Camino en derredor de las mesas como ánima sin cuerpo, como efluvio liberado en los canales vivos de la noche, y no me asiento, no sedimento en rincón alguno. La borrachera está en el aire. La sonzera de los no sacros, envilecidos por el vaho, me resulta triste, fatalmente miserable, y arremeto contra la sombra, contra la noche de las bestias noctámbulas, y abandono el lugar.
En la calle, Aitor parece ajeno al paso de las horas, se mantiene recio, de pie junto a la balaustrada invisible, con vista al adoquinado húmedo, alineado, como un mar de cabezas de piedra. Allá, en el horizonte, el bulbo solar se alza, y todas las criaturas retornan a sus cubiles; el viento embolsa las faldas, despeina bigotes, se retuerce entre la humedad y las sombras, y yo empiezo a sentir una necesidad, apenas perceptible pero creciente, de descansar.
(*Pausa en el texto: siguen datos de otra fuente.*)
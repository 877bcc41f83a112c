//! Dataset configuration format.

use crate::common::*;

/// A partition of a dataset.
#[derive(Debug, Clone, Copy, PartialEq, Eq, Hash, Serialize, Deserialize)]
#[serde(rename_all = "snake_case")]
pub enum Split {
    Train,
    Test,
}

impl Split {
    pub fn from_is_train(is_train: bool) -> Self {
        if is_train {
            Self::Train
        } else {
            Self::Test
        }
    }

    pub fn is_train(&self) -> bool {
        matches!(self, Self::Train)
    }

    pub fn as_str(&self) -> &'static str {
        match self {
            Self::Train => "train",
            Self::Test => "test",
        }
    }
}

impl fmt::Display for Split {
    fn fmt(&self, f: &mut fmt::Formatter<'_>) -> fmt::Result {
        f.write_str(self.as_str())
    }
}

/// How a dataset view holds the cache file.
#[derive(Debug, Clone, Copy, PartialEq, Eq, Hash, Serialize, Deserialize)]
#[serde(rename_all = "snake_case")]
pub enum LoadPolicy {
    /// Decode the whole cache into memory on open.
    Eager,
    /// Memory-map the cache and copy samples out on access.
    Lazy,
}

impl Default for LoadPolicy {
    fn default() -> Self {
        Self::Eager
    }
}

impl FromStr for LoadPolicy {
    type Err = Error;

    fn from_str(text: &str) -> Result<Self, Self::Err> {
        let policy = match text {
            "eager" => Self::Eager,
            "lazy" => Self::Lazy,
            _ => bail!("invalid load policy '{}', expect 'eager' or 'lazy'", text),
        };
        Ok(policy)
    }
}

/// Supported dataset sources.
#[derive(Debug, Clone, Copy, PartialEq, Eq, Hash, Serialize, Deserialize)]
#[serde(rename_all = "snake_case")]
pub enum DatasetKind {
    /// Caltech-UCSD Birds-200-2011, one directory per class.
    Cub,
    /// Stanford Dogs, listed by MAT-files.
    Dogs,
}

impl FromStr for DatasetKind {
    type Err = Error;

    fn from_str(text: &str) -> Result<Self, Self::Err> {
        let kind = match text {
            "cub" => Self::Cub,
            "dogs" => Self::Dogs,
            _ => bail!("dataset kind '{}' is not supported", text),
        };
        Ok(kind)
    }
}

impl fmt::Display for DatasetKind {
    fn fmt(&self, f: &mut fmt::Formatter<'_>) -> fmt::Result {
        match self {
            Self::Cub => f.write_str("cub"),
            Self::Dogs => f.write_str("dogs"),
        }
    }
}

/// Options shared by every dataset variant.
#[derive(Debug, Clone, PartialEq, Eq, Serialize, Deserialize)]
pub struct DatasetConfig {
    /// The dataset root directory.
    pub root: PathBuf,
    pub split: Split,
    /// Overrides the default cache file location.
    #[serde(default)]
    pub cache_path: Option<PathBuf>,
    /// Convert images to RGB before caching. The variant decides if unset.
    #[serde(default)]
    pub normalize_rgb: Option<bool>,
    #[serde(default)]
    pub load_policy: LoadPolicy,
    /// Draw a progress bar while building the cache.
    #[serde(default = "default_show_progress")]
    pub show_progress: bool,
}

fn default_show_progress() -> bool {
    true
}

impl DatasetConfig {
    pub fn new(root: impl Into<PathBuf>, split: Split) -> Self {
        Self {
            root: root.into(),
            split,
            cache_path: None,
            normalize_rgb: None,
            load_policy: LoadPolicy::default(),
            show_progress: default_show_progress(),
        }
    }

    pub fn with_cache_path(mut self, cache_path: impl Into<PathBuf>) -> Self {
        self.cache_path = Some(cache_path.into());
        self
    }

    pub fn with_normalize_rgb(mut self, normalize_rgb: bool) -> Self {
        self.normalize_rgb = Some(normalize_rgb);
        self
    }

    pub fn with_load_policy(mut self, load_policy: LoadPolicy) -> Self {
        self.load_policy = load_policy;
        self
    }

    pub fn with_show_progress(mut self, show_progress: bool) -> Self {
        self.show_progress = show_progress;
        self
    }
}

/// The configuration file selecting one dataset variant.
#[derive(Debug, Clone, PartialEq, Eq, Serialize, Deserialize)]
pub struct Config {
    pub kind: DatasetKind,
    pub dataset: DatasetConfig,
}

impl Config {
    pub fn open<P>(path: P) -> Result<Self>
    where
        P: AsRef<Path>,
    {
        let text = fs::read_to_string(path)?;
        let config = json5::from_str(&text)?;
        Ok(config)
    }
}

#[cfg(test)]
mod tests {
    use super::*;

    #[test]
    fn parse_config_with_defaults() {
        let text = r#"{
            // comments are allowed in json5
            kind: "dogs",
            dataset: {
                root: "/data/stanford-dogs",
                split: "test",
            },
        }"#;
        let config: Config = json5::from_str(text).unwrap();
        assert_eq!(config.kind, DatasetKind::Dogs);
        assert_eq!(
            config.dataset,
            DatasetConfig::new("/data/stanford-dogs", Split::Test)
        );
    }

    #[test]
    fn parse_config_with_overrides() {
        let text = r#"{
            kind: "cub",
            dataset: {
                root: "/data/cub",
                split: "train",
                cache_path: "/tmp/cub.bin",
                normalize_rgb: true,
                load_policy: "lazy",
                show_progress: false,
            },
        }"#;
        let config: Config = json5::from_str(text).unwrap();
        let expect = DatasetConfig::new("/data/cub", Split::Train)
            .with_cache_path("/tmp/cub.bin")
            .with_normalize_rgb(true)
            .with_load_policy(LoadPolicy::Lazy)
            .with_show_progress(false);
        assert_eq!(config.dataset, expect);
    }

    #[test]
    fn split_flag() {
        assert_eq!(Split::from_is_train(true), Split::Train);
        assert_eq!(Split::from_is_train(false).as_str(), "test");
        assert!(Split::Train.is_train());
    }

    #[test]
    fn parse_names() {
        assert_eq!("cub".parse::<DatasetKind>().unwrap(), DatasetKind::Cub);
        assert!("imagenet".parse::<DatasetKind>().is_err());
        assert_eq!("lazy".parse::<LoadPolicy>().unwrap(), LoadPolicy::Lazy);
        assert!("".parse::<LoadPolicy>().is_err());
    }
}
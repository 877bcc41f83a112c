//! The Caltech-UCSD Birds-200-2011 dataset.
//!
//! Each split directory contains one directory per class named
//! `<class id>.<species>`, for example `train/002.Laysan_Albatross/`, with the
//! images of that class inside.

use crate::{
    cache::{BuildOutcome, CacheBuilder},
    common::*,
    config::{DatasetConfig, Split},
    dataset::{CachedDataset, GenericDataset, RandomAccessDataset},
    error::DatasetError,
    record::{FileRecord, Sample},
    transform::Transform,
};

pub const CACHE_FILE_NAME: &str = "data_label_pair.bin";

/// The CUB-200 dataset backed by a cache file.
#[derive(Debug)]
pub struct CubDataset {
    config: DatasetConfig,
    view: CachedDataset,
}

impl CubDataset {
    /// Build the cache file if it is missing and open it.
    pub fn new(config: DatasetConfig) -> Result<Self> {
        Self::prepare(&config)?;
        let cache_path = Self::cache_path(&config);
        let view = CachedDataset::open(&cache_path, config.load_policy)?;
        Ok(Self { config, view })
    }

    pub fn with_transform<T>(mut self, transform: T) -> Self
    where
        T: 'static + Transform,
    {
        self.view = self.view.with_transform(transform);
        self
    }

    /// Build the cache file of the configured split unless it exists.
    pub fn prepare(config: &DatasetConfig) -> Result<BuildOutcome> {
        let DatasetConfig {
            ref root,
            split,
            normalize_rgb,
            show_progress,
            ..
        } = *config;

        CacheBuilder::new(Self::cache_path(config))
            .normalize_rgb(normalize_rgb.unwrap_or(false))
            .show_progress(show_progress)
            .build(|| Self::discover(root, split))
    }

    pub fn split_dir(root: &Path, split: Split) -> PathBuf {
        root.join(split.as_str())
    }

    pub fn default_cache_path(root: &Path, split: Split) -> PathBuf {
        Self::split_dir(root, split).join(CACHE_FILE_NAME)
    }

    pub fn cache_path(config: &DatasetConfig) -> PathBuf {
        config
            .cache_path
            .clone()
            .unwrap_or_else(|| Self::default_cache_path(&config.root, config.split))
    }

    /// List the samples of a split in sorted class and file order.
    pub fn discover(root: &Path, split: Split) -> Result<Vec<FileRecord>> {
        if !root.is_dir() {
            return Err(DatasetError::missing(root).into());
        }
        let split_dir = Self::split_dir(root, split);
        if !split_dir.is_dir() {
            return Err(DatasetError::missing(&split_dir).into());
        }

        let class_dirs: Vec<_> = sorted_entries(&split_dir)?
            .into_iter()
            .filter(|path| {
                let is_dir = path.is_dir();
                if !is_dir {
                    warn!("ignore '{}' outside of class directories", path.display());
                }
                is_dir
            })
            .collect();

        let mut records = vec![];

        for class_dir in class_dirs {
            let dir_name = file_name_str(&class_dir)?;
            let class_id = parse_class_prefix(dir_name)
                .with_context(|| format!("invalid class directory '{}'", class_dir.display()))?;
            let label = class_id - 1;

            let prev_len = records.len();
            for path in sorted_entries(&class_dir)? {
                if !path.is_file() {
                    debug!("skip non-file '{}'", path.display());
                    continue;
                }
                let name = file_name_str(&path)?.to_owned();
                records.push(FileRecord { path, label, name });
            }
            debug!(
                "found {} images in class {} '{}'",
                records.len() - prev_len,
                label,
                dir_name
            );
        }

        Ok(records)
    }

    pub fn config(&self) -> &DatasetConfig {
        &self.config
    }

    pub fn view(&self) -> &CachedDataset {
        &self.view
    }

    pub fn into_view(self) -> CachedDataset {
        self.view
    }
}

impl GenericDataset for CubDataset {
    fn input_channels(&self) -> Option<usize> {
        self.view.input_channels()
    }
}

impl RandomAccessDataset for CubDataset {
    fn num_records(&self) -> usize {
        self.view.num_records()
    }

    fn nth(&self, index: usize) -> Result<Sample> {
        self.view.nth(index)
    }
}

/// Parse the 1-based class id in front of the first dot of a class
/// directory name.
pub fn parse_class_prefix(dir_name: &str) -> Result<usize> {
    let prefix = dir_name.split('.').next().unwrap_or(dir_name);
    ensure!(
        !prefix.is_empty() && prefix.bytes().all(|byte| byte.is_ascii_digit()),
        "'{}' does not start with a class number",
        dir_name
    );
    let class_id: usize = prefix
        .parse()
        .with_context(|| format!("'{}' does not start with a class number", dir_name))?;
    ensure!(class_id >= 1, "class numbers start from 1, but get '{}'", prefix);
    Ok(class_id)
}

fn sorted_entries(dir: &Path) -> Result<Vec<PathBuf>> {
    let mut paths: Vec<_> = fs::read_dir(dir)
        .with_context(|| format!("failed to list directory '{}'", dir.display()))?
        .map(|entry| -> Result<_> { Ok(entry?.path()) })
        .try_collect()?;
    paths.sort();
    Ok(paths)
}

fn file_name_str(path: &Path) -> Result<&str> {
    path.file_name()
        .and_then(|name| name.to_str())
        .ok_or_else(|| format_err!("'{}' is not a valid UTF-8 file name", path.display()))
}
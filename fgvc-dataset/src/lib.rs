//! Cached loaders for fine-grained image classification datasets.
//!
//! A dataset split is decoded once into a cache file next to the dataset and
//! served from that file afterwards.

mod common;

pub mod cache;
pub mod config;
pub mod cub;
pub mod dataset;
pub mod decode;
pub mod dogs;
pub mod error;
pub mod record;
pub mod transform;

pub use cache::{BuildOutcome, CacheBuilder};
pub use config::{Config, DatasetConfig, DatasetKind, LoadPolicy, Split};
pub use cub::CubDataset;
pub use dataset::{CachedDataset, GenericDataset, RandomAccessDataset};
pub use dogs::DogsDataset;
pub use error::DatasetError;
pub use record::{CacheRecord, FileRecord, Sample};
pub use transform::Transform;

use crate::common::*;

/// Build the cache of the configured dataset if needed and open it.
pub fn open_dataset(config: &Config) -> Result<Box<dyn RandomAccessDataset>> {
    let Config { kind, ref dataset } = *config;
    let dataset: Box<dyn RandomAccessDataset> = match kind {
        DatasetKind::Cub => Box::new(CubDataset::new(dataset.clone())?),
        DatasetKind::Dogs => Box::new(DogsDataset::new(dataset.clone())?),
    };
    Ok(dataset)
}

/// Build the cache of the configured dataset without opening it.
pub fn prepare_dataset(config: &Config) -> Result<BuildOutcome> {
    match config.kind {
        DatasetKind::Cub => CubDataset::prepare(&config.dataset),
        DatasetKind::Dogs => DogsDataset::prepare(&config.dataset),
    }
}

/// The cache file location of the configured dataset.
pub fn cache_path(config: &Config) -> PathBuf {
    match config.kind {
        DatasetKind::Cub => CubDataset::cache_path(&config.dataset),
        DatasetKind::Dogs => DogsDataset::cache_path(&config.dataset),
    }
}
Me despido en silencio. Desando los pasos hasta la pensión con la pesadez en el alma, con el cuenco de los ojos lleno de imágenes en bruto. Y cruzo, una vez más, los ríos lácteos, apestados; el pasillo, ahora luminoso y solitario, donde el viejo leía a Arlt; los ojos de las mil caras ensombrecidas por la claridad. Y a medida que desando el camino, se repliegan sobre sí las criaturas enviciadas; sus rostros llagados y pustulentos. Se van ocultando en la sombra, entregadas al oprobio, a la vergüenza, dejándose ganar los corazones por el frío húmedo que enquista, bajo la piel, el murmullo de soledad, volviéndola carne en los cuerpos. Y avanzo entristecido por los callejones embarullados de silencio, con mil ojos metidos en los míos propios, para ver rendida sobre la vereda semimuerta, la mansa ceguedad de los demás noctámbulos.